The evolution of deception
The evolution of deception
In order to survive we have evolved to coordinate our efforts, it’s virtually impossible to live without the aid of others, as you’ll learn from any survival reality TV show. We are fairly removed from the evidence that would highlight this survival imperative however by virtue of the fact that we rely so much on each at work, at home, in times of need is enough to make anyone take stock of the success of their relationships.
Cooperation vs. exploitation
Cooperating involves assessment and choice. When and why should we cooperate? When it suits us? As a selfless act? For the betterment of the team? Because of the way we are asked? Navigating these choices brings forth questions of our morality and our willingness to put faith in others.
“Cooperation makes it possible for some individuals to cheat, prospering off the cooperative efforts of others. Cooperate too readily and you might get taken for a ride. Cooperate only grudgingly and you don’t reap the benefits of working together.”

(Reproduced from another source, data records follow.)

use fieldrank_core::{Document, Filters, IndexSchema, SearchIndex};
use proptest::prelude::*;

const WORDS: &[&str] = &["course", "start", "refund", "docker", "install", "join", "week", "homework", "free", "policy"];
const COURSES: &[&str] = &["de", "ml", "mlops"];

fn text() -> impl Strategy<Value = String> {
    prop::collection::vec(prop::sample::select(WORDS), 0..6).prop_map(|w| w.join(" "))
}

fn document() -> impl Strategy<Value = Document> {
    (text(), text(), prop::sample::select(COURSES)).prop_map(|(q, a, c)| {
        Document::from([("question".to_string(), q), ("answer".to_string(), a), ("course".to_string(), c.to_string())])
    })
}

fn fitted(docs: Vec<Document>) -> SearchIndex {
    let index = SearchIndex::new(IndexSchema::new(["question", "answer"], ["course"])).unwrap();
    index.fit(docs).unwrap();
    index
}

proptest! {
    #[test]
    fn hits_are_bounded_positive_and_sorted(docs in prop::collection::vec(document(), 0..20), query in text(), k in 1usize..8) {
        let index = fitted(docs);
        let hits = index.search_hits(&query, k, &Filters::new()).unwrap();
        prop_assert!(hits.len() <= k);
        prop_assert!(hits.iter().all(|h| h.score > 0.0));
        prop_assert!(hits.windows(2).all(|w| w[0].score > w[1].score || (w[0].score == w[1].score && w[0].index < w[1].index)));
    }

    #[test]
    fn search_is_repeatable(docs in prop::collection::vec(document(), 0..20), query in text()) {
        let index = fitted(docs);
        let a = index.search(&query, 5, &Filters::new()).unwrap();
        let b = index.search(&query, 5, &Filters::new()).unwrap();
        prop_assert_eq!(a, b);
    }

    #[test]
    fn filtered_hits_match_the_filter(docs in prop::collection::vec(document(), 0..20), query in text(), course in prop::sample::select(COURSES)) {
        let index = fitted(docs);
        let filters = Filters::from([("course".to_string(), course.to_string())]);
        for d in index.search(&query, 20, &filters).unwrap() {
            prop_assert_eq!(d["course"].as_str(), course);
        }
    }

    #[test]
    fn snapshot_round_trip_matches(docs in prop::collection::vec(document(), 0..12), query in text()) {
        let index = fitted(docs);
        let mut blob = Vec::new();
        index.save(&mut blob).unwrap();
        let restored = SearchIndex::new(index.schema().clone()).unwrap();
        restored.load(blob.as_slice()).unwrap();
        prop_assert_eq!(index.search_hits(&query, 5, &Filters::new()).unwrap(), restored.search_hits(&query, 5, &Filters::new()).unwrap());
    }
}
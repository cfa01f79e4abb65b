//! Postgres persistence for the analysis queue and its settings.

use sqlx::postgres::PgPoolOptions;

pub mod models;
pub mod repositories;

pub type DbPool = sqlx::PgPool;

/// Create a connection pool from a database URL.
pub async fn create_pool(database_url: &str) -> Result<DbPool, sqlx::Error> {
    PgPoolOptions::new()
        .max_connections(20)
        .connect(database_url)
        .await
}

/// Round-trip a trivial query to verify the pool can reach the server.
pub async fn health_check(pool: &DbPool) -> Result<(), sqlx::Error> {
    sqlx::query("SELECT 1").execute(pool).await?;
    Ok(())
}

/// Apply pending migrations from `crates/db/migrations`.
pub async fn run_migrations(pool: &DbPool) -> Result<(), sqlx::migrate::MigrateError> {
    sqlx::migrate!("./migrations").run(pool).await
}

Rob Brooks, Professor of Evolutionary Ecology and Director of the Evolution & Ecology Research Centre, University of NSW, Australia.
Evolutionary biologists and sociologists spend their careers attempting to understand the complexity of human cooperation and the behaviour that has led us develop the societies we live in. In a recent study published by The Royal Society, researchers have gotten closer to unpicking the tactics behind deception. Understanding how humans deceive where there is gain to be had by tricking others into cooperation, contributing to how we all operate.
What researchers have confirmed is that ‘tactical deception’, where one person misrepresents information to another, is a common tactic that allows a person to mask their intentions or past behaviour in order to get what they want, essentially eliciting cooperation. This is especially obvious in partnerships where there is an imperative to cooperate or lose all. To some degree we all do this, recount stories or information in a way that colours how others understand the information. When does it become an outright lie? the research is noncommittal in pinning it down but suggest the truth is in assessing actions over time.
There are numerous ways to coerce people into giving you what you want, these range from outright threats, duress and abuse to more subtle persuasion. To what degree would you waiver if its not in your favour to do so? What is considered ethical in the efforts of law enforcement, for example, to draw information form suspects? These questions are perpetually asked as we become societies committed to human rights.